Reviewed by Rachel Rothstein (The Weber School) Published on H-Poland (July, 2022) Commissioned by Anna Muller (University of Michigan - Dearborn)

Printable Version: https://www.h-net.org/reviews/showpdf.php?id=57021

Joanna Sliwa presents a rich exploration of Jewish children’s experiences in wartime Kraków in her award-winning book, Jewish Childhood in Kraków: A Microhistory of the Holocaust. Using an impressive array of multilingual primary and secondary sources, memoirs and diaries, newspapers, written testimonies, and oral histories, Sliwa weaves together the stories of children in Kraków in the early days and throughout the war, their life inside and outside the Kraków ghetto, and the stories of Jewish children in the Plaszow camp. For both Jews and Nazis, Sliwa writes, Jewish children represented the future. As such, the Nazis understood children to be a particularly problematic threat—unable to work and a threat to their vision for an Aryan world. For the Jews, the children were the symbol of hope that boosted morale while also ensuring Jewish continuity in the postwar world. Throughout her book, Sliwa shows how these conflicting perspectives of children shaped children’s experiences, as did their gender, age, appearance, familial, social, religious, prewar and economic backgrounds, luck, timing, and geography.
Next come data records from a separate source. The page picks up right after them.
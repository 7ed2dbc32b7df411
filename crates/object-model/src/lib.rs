//! adaptivecards: typed object model for Adaptive Card elements.
//!
//! Parses the JSON of individual card elements (the `Input.*` family and
//! the actions they embed) into typed structs and serializes them back.
//! Every element type has a known-properties set; JSON properties outside
//! it are preserved in `additional_properties` so a parse/serialize cycle
//! loses nothing. Dispatch on the JSON `"type"` goes through a
//! [`ParseContext`], which also collects non-fatal [`ParseWarning`]s.
//!
//! ```
//! use adaptivecards::{CardElement, ParseContext};
//!
//! let mut ctx = ParseContext::new();
//! let element = ctx
//!     .parse_element_from_str(r#"{"type": "Input.Date", "id": "due", "min": "2024-01-01"}"#)
//!     .unwrap();
//! match &element {
//!     CardElement::DateInput(date) => assert_eq!(date.min, "2024-01-01"),
//!     other => panic!("unexpected {:?}", other),
//! }
//! assert!(ctx.warnings().is_empty());
//! ```

pub mod actions;
pub mod card_element;
pub mod element;
pub mod enums;
pub mod error;
pub mod input;
pub mod inputs;
pub mod parse_util;
pub mod registration;
pub mod schema_key;

pub use actions::{Action, BaseActionElement, OpenUrlAction, SubmitAction, UnknownAction};
pub use card_element::{CardElement, UnknownElement};
pub use element::BaseCardElement;
pub use enums::{
    ActionType, AssociatedInputs, CardElementType, ChoiceSetStyle, HeightType, SchemaEnum,
    Spacing, TextInputStyle,
};
pub use error::{ErrorStatusCode, ParseError, ParseWarning, WarningStatusCode};
pub use input::BaseInputElement;
pub use inputs::{
    Choice, ChoiceSetInput, ChoiceSetInputParser, DateInput, DateInputParser, NumberInput,
    NumberInputParser, TextInput, TextInputParser, TimeInput, TimeInputParser, ToggleInput,
    ToggleInputParser,
};
pub use registration::{
    ActionParser, ActionParserRegistration, ElementParser, ElementParserRegistration,
    ParseContext,
};
pub use schema_key::SchemaKey;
By focusing on both people and places, Sliwa offers a unique glimpse into a history that she acknowledges few survived.

Jewish Childhood in Kraków illuminates the multitude of experiences Jewish children in Kraków had during the Holocaust, beginning with the occupation of Kraków on September 6, 1939. Sliwa’s book outlines some of the enormous changes and loses Jewish children experienced in the early days and months of the German occupation, whether it be family members leaving to join the army or families choosing to flee the city, new anti-Jewish measures, the appropriation of their apartments, or expulsion from the city by the German authorities. In response to the changes and losses, Sliwa shows, Jewish parents and community leaders worked to address the unique needs of the youngest Jews in the city. For example, after Jewish children were forbidden from attending schools in December 1939, parents organized secret education for their children. This is one example of how children took on a concealed presence within wartime Kraków. Sliwa uses this concept throughout her book to show how children were physically there, though remaining behind the curtains for their own protection. Sliwa also reveals how Jewish communal institutions, both prewar and newly created during the war, worked to address the children’s needs, be they physical, psychological, or spiritual, despite the ever-growing and increasingly dire demands.
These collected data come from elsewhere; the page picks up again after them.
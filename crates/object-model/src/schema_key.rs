//! Property names used in Adaptive Card JSON.

/// Every JSON property the object model reads or writes.
#[derive(Debug, Clone, Copy, PartialEq, Eq, Hash)]
pub enum SchemaKey {
    AssociatedInputs,
    Choices,
    Data,
    ErrorMessage,
    Height,
    IconUrl,
    Id,
    InlineAction,
    IsEnabled,
    IsMultiSelect,
    IsMultiline,
    IsRequired,
    IsVisible,
    Label,
    Max,
    MaxLength,
    Min,
    Placeholder,
    Regex,
    Separator,
    Spacing,
    Style,
    Title,
    Tooltip,
    Type,
    Url,
    Value,
    ValueOff,
    ValueOn,
    Wrap,
}

impl SchemaKey {
    pub fn as_str(self) -> &'static str {
        match self {
            SchemaKey::AssociatedInputs => "associatedInputs",
            SchemaKey::Choices => "choices",
            SchemaKey::Data => "data",
            SchemaKey::ErrorMessage => "errorMessage",
            SchemaKey::Height => "height",
            SchemaKey::IconUrl => "iconUrl",
            SchemaKey::Id => "id",
            SchemaKey::InlineAction => "inlineAction",
            SchemaKey::IsEnabled => "isEnabled",
            SchemaKey::IsMultiSelect => "isMultiSelect",
            SchemaKey::IsMultiline => "isMultiline",
            SchemaKey::IsRequired => "isRequired",
            SchemaKey::IsVisible => "isVisible",
            SchemaKey::Label => "label",
            SchemaKey::Max => "max",
            SchemaKey::MaxLength => "maxLength",
            SchemaKey::Min => "min",
            SchemaKey::Placeholder => "placeholder",
            SchemaKey::Regex => "regex",
            SchemaKey::Separator => "separator",
            SchemaKey::Spacing => "spacing",
            SchemaKey::Style => "style",
            SchemaKey::Title => "title",
            SchemaKey::Tooltip => "tooltip",
            SchemaKey::Type => "type",
            SchemaKey::Url => "url",
            SchemaKey::Value => "value",
            SchemaKey::ValueOff => "valueOff",
            SchemaKey::ValueOn => "valueOn",
            SchemaKey::Wrap => "wrap",
        }
    }
}

impl std::fmt::Display for SchemaKey {
    fn fmt(&self, f: &mut std::fmt::Formatter<'_>) -> std::fmt::Result {
        f.write_str(self.as_str())
    }
}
Through five chapters (plus an introduction and epilogue), Sliwa tells the stories of the numerous children, ranging from grade school to teenagers, highlighting the diversity of experiences the children had, as well as the uniquely Krakovian experience they had (at times she compares Kraków to other cities or ghettos in the General Government to highlight that uniqueness). While for some the war reinforced intense feelings of difference, others only learned that they were different because of their Jewishness after moving into the ghetto. Just as their parents were forced to learn new ways to cope with their new realities, children, too, were forced to take on new roles and responsibilities, ranging from taking care of their younger siblings or relatives to smuggling goods or even other children out of or into the ghetto. Sliwa includes an entire chapter on the various clandestine activities children were involved in, sometimes at their own initiative and other times because of family requests. Whether they were lying about their age in order to obtain work or sneaking into or out of the ghetto, the children bravely engaged in acts of resistance against the Nazis. But children in the ghetto also tried to maintain some sense of normality through play, often using their imagination to substitute everyday items such as empty bottles for soccer balls. Sliwa writes that for girls, dolls represented stability and continuity, which explains why several survivors remembered their dolls and expressed a strong sense of loss even as adults. Parents, too, tried to offer normalcy through education, celebration, and religious ritual.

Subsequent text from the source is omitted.